Graham Gower

Personal information
- Nationality: British (English)
- Born: 25 May 1947 Gravesend, Kent, England
- Died: 10 May 2017 (aged 69) Watford, Hertfordshire, England
- Occupation(s): Geography Teacher, Author
- Employer: Watford Boys Grammar School

Sport
- Sport: Athletics
- Event: Hurdles
- Club: Hillingdon AC

= Graham Gower =

British athlete

Graham John Gower (25 May 1947 – 10 May 2017) was a male athlete who competed for Great Britain and England.

== Biography ==
Gower finished third behind David Hemery in the 110 metres hurdles event at the 1970 AAA Championships and would go on to podium every year from 1971 to 1975, being unlucky to race during a time when British hurdling was at a peak with David Hemery, Alan Pascoe and Berwyn Price all racing.
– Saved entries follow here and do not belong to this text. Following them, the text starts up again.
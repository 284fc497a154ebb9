//! JSON transport: strict request decoding and uniform response encoding.
//!
//! Reading enforces, in order: a 1 MiB body cap, rejection of empty bodies,
//! unknown keys, syntax errors, type mismatches and trailing values. Every
//! failure is a distinct [`ReadJsonError`] variant whose message is safe to
//! show to the client.

use bytes::{Bytes, BytesMut};
use http::{HeaderMap, StatusCode};
use http_body_util::BodyExt;
use serde::Serialize;
use serde::de::DeserializeOwned;
use serde_json::error::Category;

use crate::request::{Body, BoxError};
use crate::response::Response;

/// Largest accepted request body.
pub const MAX_BODY_BYTES: usize = 1_048_576;

/// Top-level response wrapper: `{"message": ...}` or `{"error": ...}`.
#[derive(Debug, Clone, PartialEq, Serialize)]
#[serde(rename_all = "lowercase")]
pub enum Envelope<T> {
    Message(T),
    Error(T),
}

/// Why a request body could not be decoded.
#[derive(Debug, thiserror::Error)]
pub enum ReadJsonError {
    #[error("body must not be larger than {mb}MB", mb = .limit / MAX_BODY_BYTES)]
    TooLarge { limit: usize },

    #[error("body contains unknown key \"{0}\"")]
    UnknownField(String),

    #[error("body contains badly-formed JSON (at character {offset})")]
    Syntax { offset: usize },

    /// The input ended in the middle of a value.
    #[error("body contains badly-formed JSON")]
    Truncated,

    #[error("body contains incorrect JSON type for field \"{field}\"")]
    FieldType { field: String },

    /// The top-level value had the wrong JSON type.
    #[error("body contains incorrect JSON type (at character {offset})")]
    TypeMismatch { offset: usize },

    /// The body was empty or whitespace.
    #[error("body must not be empty")]
    Empty,

    /// Something other than whitespace followed the first JSON value.
    #[error("body must only contain a single JSON value")]
    MultipleValues,

    #[error("body could not be read: {0}")]
    Body(#[source] BoxError),

    #[error("{0}")]
    Other(#[source] serde_json::Error),
}

/// Serialization of an outgoing payload failed.
#[derive(Debug, thiserror::Error)]
#[error("failed to encode JSON response")]
pub struct EncodeError(#[from] serde_json::Error);

/// Reads at most [`MAX_BODY_BYTES`] from `body` and decodes them strictly.
///
/// The target type should carry `#[serde(deny_unknown_fields)]` for unknown
/// keys to be reported.
pub async fn read_json<T: DeserializeOwned>(mut body: Body) -> Result<T, ReadJsonError> {
    let mut buf = BytesMut::new();
    while let Some(frame) = body.frame().await {
        let frame = frame.map_err(ReadJsonError::Body)?;
        if let Ok(data) = frame.into_data() {
            if buf.len() + data.len() > MAX_BODY_BYTES {
                return Err(ReadJsonError::TooLarge { limit: MAX_BODY_BYTES });
            }
            buf.extend_from_slice(&data);
        }
    }
    decode_json(&buf)
}

/// Decodes exactly one JSON value from an already-buffered body.
pub fn decode_json<T: DeserializeOwned>(input: &[u8]) -> Result<T, ReadJsonError> {
    if input.iter().all(u8::is_ascii_whitespace) {
        return Err(ReadJsonError::Empty);
    }

    let mut de = serde_json::Deserializer::from_slice(input);
    let value = serde_path_to_error::deserialize(&mut de).map_err(|err| classify(input, err))?;
    de.end().map_err(|_| ReadJsonError::MultipleValues)?;
    Ok(value)
}

fn classify(input: &[u8], err: serde_path_to_error::Error<serde_json::Error>) -> ReadJsonError {
    let path = err.path().to_string();
    let inner = err.into_inner();
    let offset = byte_offset(input, inner.line(), inner.column());

    match inner.classify() {
        Category::Eof => ReadJsonError::Truncated,
        Category::Syntax => ReadJsonError::Syntax { offset },
        Category::Data => {
            let message = inner.to_string();
            if let Some(key) = unknown_field(&message) {
                ReadJsonError::UnknownField(key.to_owned())
            } else if !message.starts_with("invalid type") {
                ReadJsonError::Other(inner)
            } else if path == "." {
                ReadJsonError::TypeMismatch { offset }
            } else {
                ReadJsonError::FieldType { field: path }
            }
        }
        Category::Io => ReadJsonError::Other(inner),
    }
}

/// Pulls `foo` out of serde's "unknown field `foo`, expected ..." message.
/// Keys may contain backticks; the end is searched from the right.
fn unknown_field(message: &str) -> Option<&str> {
    let rest = message.strip_prefix("unknown field `")?;
    let end = rest
        .rfind("`, expected ")
        .or_else(|| rest.rfind("`, there are no fields"))?;
    Some(&rest[..end])
}

/// Converts serde_json's 1-based line and column into a byte offset.
fn byte_offset(input: &[u8], line: usize, column: usize) -> usize {
    let line_start: usize = input
        .split(|b| *b == b'\n')
        .take(line.saturating_sub(1))
        .map(|l| l.len() + 1)
        .sum();
    line_start + column
}

/// Serializes `data` as a JSON response with a trailing newline.
///
/// `headers` are copied onto the response first; `content-type` is always
/// `application/json`.
pub fn write_json<T>(status: StatusCode, data: &T, headers: HeaderMap) -> Result<Response, EncodeError>
where
    T: Serialize + ?Sized,
{
    let mut body = serde_json::to_vec(data)?;
    body.push(b'\n');
    Ok(Response::builder()
        .status(status)
        .headers(headers)
        .json(Bytes::from(body)))
}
He represented England in the 110 metres hurdles, at the 1974 British Commonwealth Games in Christchurch, New Zealand.

In the early 1970s, and at the time of his appearance for Englandin the 1974 Commonwealth Games he taught geography at Watford Boys Grammar School and was the co-author of 'Basic Processes in Physical Geography'- used worldwide and many UK student's first introduction to physical geography.